La rédaction de LongevityWatch · 22 août 2026 · 2 min · English

La dégénérescence maculaire liée à l'âge est la première cause de perte de vision centrale chez les personnes âgées. Ce qui la déclenche exactement restait flou. Une nouvelle étude de synthèse pointe un mécanisme inflammatoire précis à l'intérieur de la rétine.

La rétine fait partie du système nerveux central. Comme le cerveau, elle est vulnérable à l'inflammation chronique de bas grade qui s'intensifie avec l'âge. Dans la dégénérescence maculaire liée à l'âge (DMLA), la partie centrale de la rétine, la macula, se détériore progressivement.
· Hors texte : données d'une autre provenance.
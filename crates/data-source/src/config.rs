/// Connection settings read from the environment, never hardcoded. Only
/// read when a connection is actually attempted, so the gateway can start
/// up without a reachable database.
#[derive(Debug, Clone)]
pub struct DbConfig {
    pub host: String,
    pub port: u16,
    pub user: String,
    pub password: String,
    pub dbname: String,
}

impl DbConfig {
    pub fn from_env() -> Self {
        DbConfig {
            host: std::env::var("DB_HOST").unwrap_or_else(|_| "localhost".to_string()),
            port: std::env::var("DB_PORT")
                .ok()
                .and_then(|p| p.parse().ok())
                .unwrap_or(5432),
            user: std::env::var("DB_USER").unwrap_or_else(|_| "postgres".to_string()),
            password: std::env::var("DB_PASSWORD").unwrap_or_default(),
            dbname: std::env::var("DB_NAME").unwrap_or_else(|_| "postgres".to_string()),
        }
    }

    pub fn connection_string(&self) -> String {
        format!(
            "postgres://{}:{}@{}:{}/{}",
            self.user, self.password, self.host, self.port, self.dbname
        )
    }
}
use std::str::FromStr;

/// Which of the three formulations a scenario run should solve.
#[derive(Debug, Clone, Copy, PartialEq, Eq)]
pub enum ModelChoice {
    Pmedian,
    Lscp,
    Mclp,
    All,
}

impl ModelChoice {
    pub fn runs_pmedian(&self) -> bool {
        matches!(self, ModelChoice::Pmedian | ModelChoice::All)
    }

    pub fn runs_lscp(&self) -> bool {
        matches!(self, ModelChoice::Lscp | ModelChoice::All)
    }

    pub fn runs_mclp(&self) -> bool {
        matches!(self, ModelChoice::Mclp | ModelChoice::All)
    }
}

impl Default for ModelChoice {
    fn default() -> Self {
        ModelChoice::All
    }
}

impl FromStr for ModelChoice {
    type Err = ();

    fn from_str(s: &str) -> std::result::Result<Self, Self::Err> {
        match s.trim().to_lowercase().as_str() {
            "pmedian" => Ok(ModelChoice::Pmedian),
            "lscp" => Ok(ModelChoice::Lscp),
            "mclp" => Ok(ModelChoice::Mclp),
            "all" | "" => Ok(ModelChoice::All),
            _ => Err(()),
        }
    }
}

#[cfg(test)]
mod tests {
    use super::*;

    #[test]
    fn unrecognized_model_falls_back_to_caller_handling() {
        assert!("bogus".parse::<ModelChoice>().is_err());
    }

    #[test]
    fn blank_model_means_all() {
        assert_eq!("".parse::<ModelChoice>().unwrap(), ModelChoice::All);
    }
}
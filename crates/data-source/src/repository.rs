use geo_core::SchoolRecord;
use sqlx::postgres::PgPoolOptions;
use sqlx::{PgPool, Row};
use tracing::{info, warn};

use crate::config::DbConfig;
use crate::error::{DataError, Result};

/// Join used against the approved-schools table and its demographic
/// companion table. Block group is left unselected: the production schema
/// this was modeled on does not expose one directly on the schools table,
/// matching the commented-out column in the original query.
const SCHOOL_QUERY: &str = r#"
    SELECT
      s."UNIQUESCHOOLID"::text                      AS id,
      s.lat::float8                                 AS latitude,
      s.lon::float8                                 AS longitude,
      COALESCE(g."CS_Enrollment", 0)::float8        AS cs_enrollment,
      COALESCE(g."Certified_Teachers", 0)::float8   AS certified_teachers,
      g."RI_Asian"::float8                          AS ri_asian,
      g."RI_Black"::float8                          AS ri_black,
      g."RI_Hispanic"::float8                       AS ri_hispanic,
      g."RI_White"::float8                          AS ri_white,
      g."RI_Female"::float8                         AS ri_female
    FROM "2024"."tbl_approvedschools" s
    LEFT JOIN census.gadoe2024 g
      ON g."UNIQUESCHOOLID" = s."UNIQUESCHOOLID"
    WHERE s.lat IS NOT NULL AND s.lon IS NOT NULL
"#;

/// Read-only adapter over the schools/demographics join.
pub struct SchoolsRepository {
    pool: PgPool,
}

impl SchoolsRepository {
    pub async fn connect(config: &DbConfig) -> Result<Self> {
        let pool = PgPoolOptions::new()
            .max_connections(10)
            .test_before_acquire(true)
            .connect(&config.connection_string())
            .await
            .map_err(DataError::Connection)?;
        Ok(SchoolsRepository { pool })
    }

    /// Runs the join query and applies the same cleaning pass the original
    /// pipeline does: drop rows with missing/out-of-range/null-island
    /// coordinates, clip enrollment and teacher counts to non-negative.
    pub async fn fetch_schools(&self) -> Result<Vec<SchoolRecord>> {
        let rows = sqlx::query(SCHOOL_QUERY)
            .fetch_all(&self.pool)
            .await
            .map_err(DataError::Query)?;

        let mut records = Vec::with_capacity(rows.len());
        let mut skipped = 0usize;
        for row in &rows {
            let id: String = row.try_get("id").unwrap_or_default();
            let latitude: f64 = row.try_get("latitude").unwrap_or(f64::NAN);
            let longitude: f64 = row.try_get("longitude").unwrap_or(f64::NAN);
            let cs_enrollment: f64 = row.try_get("cs_enrollment").unwrap_or(0.0);
            let certified_teachers: f64 = row.try_get("certified_teachers").unwrap_or(0.0);
            let ri_asian: Option<f64> = row.try_get("ri_asian").ok();
            let ri_black: Option<f64> = row.try_get("ri_black").ok();
            let ri_hispanic: Option<f64> = row.try_get("ri_hispanic").ok();
            let ri_white: Option<f64> = row.try_get("ri_white").ok();
            let ri_female: Option<f64> = row.try_get("ri_female").ok();

            match SchoolRecord::new(
                id,
                latitude,
                longitude,
                cs_enrollment,
                certified_teachers,
                ri_asian,
                ri_black,
                ri_hispanic,
                ri_white,
                ri_female,
                None,
            ) {
                Ok(record) => records.push(record),
                Err(_) => skipped += 1,
            }
        }

        if skipped > 0 {
            warn!(skipped, "dropped school rows that failed validation");
        }
        info!(loaded = records.len(), "fetched school records");

        if records.is_empty() {
            return Err(DataError::NoValidRecords);
        }
        Ok(records)
    }
}
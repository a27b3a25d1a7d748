//! Background job orchestration for scenario runs: accepts a scenario
//! specification, dispatches a detached worker that drives the full
//! data-source -> demand-model -> distance-oracle -> facility-solver ->
//! map-renderer pipeline, tracks job state in a concurrent store, and
//! delivers results as artifact paths plus an optional completion email.

mod artifacts;
mod error;
mod model;
mod notify;
mod pipeline;
mod record;
mod request;
mod status;
mod store;

pub use error::{JobError, Result};
pub use model::ModelChoice;
pub use notify::{notify_completion, SmtpConfig};
pub use pipeline::{run_scenario, PipelineConfig, ScenarioParams, DEFAULT_OUTPUT_ROOT};
pub use record::JobRecord;
pub use request::{coerce_coverage_miles, coerce_p, ScenarioRequest, DEFAULT_COVERAGE_MILES, DEFAULT_P};
pub use status::JobStatus;
pub use store::JobStore;
use good_lp::solvers::coin_cbc::coin_cbc;
use good_lp::{constraint, variable, variables, Expression, Solution, SolverModel, Variable};

use crate::context::FormulationContext;
use crate::error::{Result, SolverError};
use crate::status::SolverStatus;

/// Location Set Covering solution: fewest open facilities such that every
/// demand point has at least one open facility within `radius_miles`.
#[derive(Debug, Clone)]
pub struct LscpResult {
    pub status: SolverStatus,
    pub opened: Vec<usize>,
    pub min_facilities: usize,
}

pub fn solve_lscp(ctx: &FormulationContext, radius_miles: f64) -> Result<LscpResult> {
    let coverage = ctx.covering_neighbors(radius_miles);
    let uncovered_count = coverage.iter().filter(|n| n.is_empty()).count();
    if uncovered_count > 0 {
        return Err(SolverError::Coverage { model: "lscp", uncovered_count });
    }

    let n_facility = ctx.facilities.len();
    let mut vars = variables!();
    let y: Vec<Variable> = (0..n_facility).map(|_| vars.add(variable().binary())).collect();

    let mut objective = Expression::from(0.0);
    for &yv in &y {
        objective += yv;
    }

    let mut model = vars.minimise(objective.clone()).using(coin_cbc);

    for neighbors in &coverage {
        let mut expr = Expression::from(0.0);
        for &j in neighbors {
            expr += y[j];
        }
        model = model.with(constraint!(expr >= 1));
    }

    match model.solve() {
        Ok(solution) => {
            let opened: Vec<usize> = y
                .iter()
                .enumerate()
                .filter(|(_, &v)| solution.value(v) > 0.5)
                .map(|(j, _)| j)
                .collect();
            Ok(LscpResult { status: SolverStatus::Optimal, min_facilities: opened.len(), opened })
        }
        Err(e) => {
            Ok(LscpResult { status: SolverStatus::Other(e.to_string()), opened: Vec::new(), min_facilities: 0 })
        }
    }
}

#[cfg(test)]
mod tests {
    use super::*;
    use geo_core::{DemandPoint, DistanceMatrix, FacilityCandidate};

    #[test]
    fn rejects_when_a_demand_has_no_covering_facility() {
        let demand = vec![DemandPoint::new("d0", 0.0, 0.0, 1.0)];
        let facilities = vec![FacilityCandidate::new("f0", 0.0, 0.0, 100.0)];
        let mut matrix = DistanceMatrix::new(1);
        matrix.insert(0, 0, 50.0);
        let ctx = FormulationContext::new(&demand, &facilities, &matrix);
        let err = solve_lscp(&ctx, 5.0).unwrap_err();
        assert_eq!(err, SolverError::Coverage { model: "lscp", uncovered_count: 1 });
    }
}
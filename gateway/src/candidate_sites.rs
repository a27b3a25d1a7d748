use axum::Json;
use serde_json::{json, Value};

/// `GET /api/candidate-sites`. The original backend returns hardcoded
/// counts here too ("In a real app, this would query the database") — the
/// request body's own `candidateSites` field is documented as purely
/// informational, so there is nothing behind this endpoint to make dynamic
/// yet.
pub async fn candidate_sites() -> Json<Value> {
    Json(json!({
        "status": "ok",
        "sites": {
            "elementary": 124,
            "middle": 59,
            "high": 41,
            "libraries": 37,
        }
    }))
}
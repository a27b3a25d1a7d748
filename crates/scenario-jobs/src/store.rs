use std::sync::Arc;

use dashmap::DashMap;

use crate::record::JobRecord;

/// Process-wide job map, keyed by job id. A single [`DashMap`] stands in for
/// the teacher's `Arc<RwLock<..>>` shared-state pattern: a job store under
/// concurrent insert/lookup from many request-handling tasks and one
/// worker-per-job is exactly the case `dashmap` exists for.
///
/// Ownership discipline: a job's worker is the only writer to its own
/// record after `create`. `update` takes a closure rather than exposing a
/// mutable reference across an await point, so a caller can't accidentally
/// hold the shard lock open.
#[derive(Clone, Default)]
pub struct JobStore {
    jobs: Arc<DashMap<String, JobRecord>>,
}

impl JobStore {
    pub fn new() -> Self {
        JobStore { jobs: Arc::new(DashMap::new()) }
    }

    pub fn create(&self, record: JobRecord) {
        self.jobs.insert(record.job_id.clone(), record);
    }

    pub fn get(&self, job_id: &str) -> Option<JobRecord> {
        self.jobs.get(job_id).map(|entry| entry.clone())
    }

    pub fn update(&self, job_id: &str, mutate: impl FnOnce(&mut JobRecord)) {
        if let Some(mut entry) = self.jobs.get_mut(job_id) {
            mutate(&mut entry);
        }
    }
}

#[cfg(test)]
mod tests {
    use super::*;
    use crate::model::ModelChoice;
    use crate::status::JobStatus;
    use demand_model::DemandMetric;

    #[test]
    fn create_then_get_round_trips() {
        let store = JobStore::new();
        let record = JobRecord::pending(
            "job1".to_string(),
            "Test".to_string(),
            "test_abcdef".to_string(),
            DemandMetric::Sfr,
            5,
            5.0,
            ModelChoice::All,
            None,
            false,
        );
        store.create(record);
        assert_eq!(store.get("job1").unwrap().status, JobStatus::Pending);
        assert!(store.get("unknown").is_none());
    }

    #[test]
    fn update_mutates_only_the_named_job() {
        let store = JobStore::new();
        store.create(JobRecord::pending(
            "job1".to_string(),
            "Test".to_string(),
            "test_abcdef".to_string(),
            DemandMetric::Sfr,
            5,
            5.0,
            ModelChoice::All,
            None,
            false,
        ));
        store.update("job1", |r| r.status = JobStatus::Running);
        assert_eq!(store.get("job1").unwrap().status, JobStatus::Running);
    }
}
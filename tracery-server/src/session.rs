//! Session registry: captured events accumulated between "start recording"
//! and "finalize".
//!
//! Constructed explicitly and shared as `Arc<SessionStore>`. The IPC server
//! handles connections concurrently, so per-session mutation goes through a
//! mutex. A session being finalized is marked so a second finalize (or a late
//! event) cannot race the running pipeline.

use std::collections::HashMap;
use std::sync::{Mutex, MutexGuard};

use chrono::{DateTime, Utc};
use serde::Serialize;
use tracery_core::models::CapturedEvent;
use tracery_core::SessionError;

#[derive(Debug, Clone)]
pub struct SessionState {
    pub session_id: String,
    pub started_at: DateTime<Utc>,
    pub events: Vec<CapturedEvent>,
    pub finalizing: bool,
}

impl SessionState {
    fn new(session_id: &str) -> Self {
        Self {
            session_id: session_id.to_string(),
            started_at: Utc::now(),
            events: Vec::new(),
            finalizing: false,
        }
    }
}

#[derive(Debug, Clone, Copy, Default, PartialEq, Eq, Serialize)]
pub struct SessionStats {
    pub active_sessions: usize,
    pub total_events: usize,
    pub finalizing_sessions: usize,
}

#[derive(Debug, Default)]
pub struct SessionStore {
    sessions: Mutex<HashMap<String, SessionState>>,
}

impl SessionStore {
    pub fn new() -> Self {
        Self::default()
    }

    fn lock(&self) -> MutexGuard<'_, HashMap<String, SessionState>> {
        // A panic while holding the lock leaves plain data behind; keep serving.
        self.sessions.lock().unwrap_or_else(|poisoned| poisoned.into_inner())
    }

    /// Start (or restart) recording. Any events of an earlier recording under
    /// the same id are dropped unless that session is currently finalizing.
    pub fn start(&self, session_id: &str) -> Result<(), SessionError> {
        let mut sessions = self.lock();
        if sessions.get(session_id).is_some_and(|s| s.finalizing) {
            return Err(SessionError::AlreadyFinalizing(session_id.to_string()));
        }
        sessions.insert(session_id.to_string(), SessionState::new(session_id));
        tracing::info!(session_id = %session_id, "Recording started");
        Ok(())
    }

    /// Create empty state on first use; returns the current event count.
    pub fn get_or_create(&self, session_id: &str) -> usize {
        let mut sessions = self.lock();
        sessions
            .entry(session_id.to_string())
            .or_insert_with(|| SessionState::new(session_id))
            .events
            .len()
    }

    /// Append an event, creating the session if needed. Returns the new event count.
    pub fn add_event(&self, session_id: &str, event: CapturedEvent) -> Result<usize, SessionError> {
        let mut sessions = self.lock();
        let state = sessions
            .entry(session_id.to_string())
            .or_insert_with(|| SessionState::new(session_id));
        if state.finalizing {
            return Err(SessionError::AlreadyFinalizing(session_id.to_string()));
        }
        state.events.push(event);
        Ok(state.events.len())
    }

    pub fn get(&self, session_id: &str) -> Option<SessionState> {
        self.lock().get(session_id).cloned()
    }

    /// Reclaim a session's memory. Returns whether it existed.
    pub fn delete(&self, session_id: &str) -> bool {
        self.lock().remove(session_id).is_some()
    }

    pub fn clear(&self) {
        self.lock().clear();
    }

    pub fn stats(&self) -> SessionStats {
        let sessions = self.lock();
        SessionStats {
            active_sessions: sessions.len(),
            total_events: sessions.values().map(|s| s.events.len()).sum(),
            finalizing_sessions: sessions.values().filter(|s| s.finalizing).count(),
        }
    }

    /// Mark the session as finalizing and hand out a snapshot of its events.
    pub fn begin_finalize(&self, session_id: &str) -> Result<Vec<CapturedEvent>, SessionError> {
        let mut sessions = self.lock();
        let state = sessions
            .get_mut(session_id)
            .ok_or_else(|| SessionError::NotFound(session_id.to_string()))?;
        if state.finalizing {
            return Err(SessionError::AlreadyFinalizing(session_id.to_string()));
        }
        state.finalizing = true;
        Ok(state.events.clone())
    }

    /// Undo `begin_finalize` after a failed run so the caller may retry.
    pub fn abort_finalize(&self, session_id: &str) {
        if let Some(state) = self.lock().get_mut(session_id) {
            state.finalizing = false;
        }
    }
}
Les stades précoces offrent peu d'options thérapeutiques ; les formes avancées répondent à certains traitements, mais de façon irrégulière.

Les chercheurs cartographient le rôle central de l'inflammasome NLRP3 dans la DMLA. L'inflammasome NLRP3 est un complexe protéique de l'immunité innée qui fonctionne comme un système d'alarme à l'intérieur des cellules : il détecte les signaux de stress et déclenche une réponse inflammatoire. Dans la rétine vieillissante, cette alarme s'active de façon chronique, même en l'absence d'infection ou de lésion aiguë.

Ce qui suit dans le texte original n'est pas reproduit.